En enero de 1996, una publicación del John F. Kennedy Special Warfare Center and School, ubicado en Fort Bragg, planteó que la revolución en los asuntos militares conducirá en el siglo XXI a una política de incremento de las capacidades de empleo de productos bioelectrónicas, sicotecnológicos y tranquilizantes químicos, para combatir en guerras cortas y pacificar poblaciones, incluida la norteamericana.

De modo que el Complejo Militar industrial hoy contrata y produce aceleradamente. Ese Complejo debió escalofriar al mismísimo Dwight David Eisenhower cuando se atrevió a alertar públicamente en su despedida presidencial sobre la interferencia en la supuesta democracia norteamericana. Los presupuestos millonarios del Pentágono más que alucinantes son una impudicia en un planeta que preservamos o perdemos. Por añadidura el sistema de medios comunicativos a favor del desatino de querer dominar al mundo silencia o trata muy ligeramente estos temas.

La Agencia RIA novosti acaba de informar que la empresa estadounidense Sierra Nevada Corporation viene desarrollando por encargo del Pentágono un arma capaz de influir en el cerebro humano con impulsos de microondas. 'Es un arma no letal que se basa en el efecto acústico de microondas', consta en la descripción que se adjunta al contrato firmado en noviembre de 2003.

El despacho noticioso da cuenta de haber tenido acceso a un documento donde consta que 'el impulso de ciertas microondas es percibido por humanos como sonido ensordecedor, de modo que es posible regular las características y la magnitud de aquél para que la percepción alcance niveles inconfortables'.

Semejantes impulsos podrían prevenir la infiltración de extraños en zonas de acceso restringido e incluso incapacitar parcialmente a una persona en caso de necesidad. A diferencia de lo que pasa normalmente, un sonido de este tipo no entra por el oído sino que se forma en el cerebro bajo la influencia de microondas.

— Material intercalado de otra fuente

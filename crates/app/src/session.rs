//! Session capability.
//!
//! The session is an explicit object threaded into whatever needs it —
//! there is no ambient authentication context to reach into. The store
//! persists the opaque token/user blob the backend hands out at login.

use std::fs;
use std::path::{Path, PathBuf};

use serde::{Deserialize, Serialize};
use thiserror::Error;

use crate::users::models::{Role, User};

/// An authenticated session: the bearer token plus the logged-in user.
#[derive(Debug, Clone, PartialEq, Serialize, Deserialize)]
pub struct Session {
    pub token: String,
    pub user: User,
}

impl Session {
    /// The logged-in user's role.
    pub fn role(&self) -> Role {
        self.user.role
    }

    /// Whether this session may use the admin back-office.
    pub fn is_admin(&self) -> bool {
        self.user.role == Role::Admin
    }
}

/// Failures while reading or writing the session file.
#[derive(Debug, Error)]
pub enum SessionStoreError {
    #[error("session file error")]
    Io(#[from] std::io::Error),

    #[error("session file is not valid JSON")]
    Encoding(#[from] serde_json::Error),
}

/// File-backed persistence for the session blob.
///
/// Set at login, cleared at logout. A missing or unreadable file simply
/// means "not logged in" — it never fails a read.
#[derive(Debug, Clone)]
pub struct SessionStore {
    path: PathBuf,
}

impl SessionStore {
    /// A store persisting at `path`.
    #[must_use]
    pub fn new(path: impl Into<PathBuf>) -> Self {
        Self { path: path.into() }
    }

    /// Where the blob lives.
    pub fn path(&self) -> &Path {
        &self.path
    }

    /// The persisted session, if a valid one exists.
    pub fn load(&self) -> Option<Session> {
        let text = fs::read_to_string(&self.path).ok()?;
        match serde_json::from_str(&text) {
            Ok(session) => Some(session),
            Err(error) => {
                tracing::warn!(error = %error, "ignoring corrupt session file");
                None
            }
        }
    }

    /// Persist a session blob.
    ///
    /// # Errors
    ///
    /// Filesystem or encoding failures.
    pub fn save(&self, session: &Session) -> Result<(), SessionStoreError> {
        if let Some(parent) = self.path.parent() {
            fs::create_dir_all(parent)?;
        }
        let text = serde_json::to_string_pretty(session)?;
        fs::write(&self.path, text)?;
        Ok(())
    }

    /// Remove the persisted session. Clearing an absent session is fine.
    ///
    /// # Errors
    ///
    /// Filesystem failures other than the file already being gone.
    pub fn clear(&self) -> Result<(), SessionStoreError> {
        match fs::remove_file(&self.path) {
            Ok(()) => Ok(()),
            Err(error) if error.kind() == std::io::ErrorKind::NotFound => Ok(()),
            Err(error) => Err(error.into()),
        }
    }
}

En el marco de la primera fase del proyecto escogió la frecuencia de trabajo, se construyeron varios equipos - entre ellos, un magnetrón - y se llevaron a cabo algunos ensayos. El documento no especifica, si las pruebas se hicieron con humanos.

Del desarrollo del sistema se encarga Lev Sadovnik, de Sierra Nevada Corporation. Su colega Vladímir Manasson diseñó una antena especial que permite minimizar o, por el contrario, ampliar el alcance del nuevo dispositivo. Este debe evitar heridas y casos letales, no afectar a edificios ni influir en el personal que lo usa. También se espera que el sistema sea portátil, consuma poca energía, tenga cobertura controlada y pueda cambiar del modo individual al de multitud.

Los autores piensan que su invento podrá usarse en la custodia de recintos comerciales y militares, así como ayudar, muy benefactoramente, a gente sorda o que tiene problemas de audición. Otra aplicación posible, la del control de multitudes, podría interesar al Ejército y a los demás cuerpos de seguridad.

Se contempla que la versión demo del producto estará disponible en un año, y el primer modelo portátil, en un año y medio.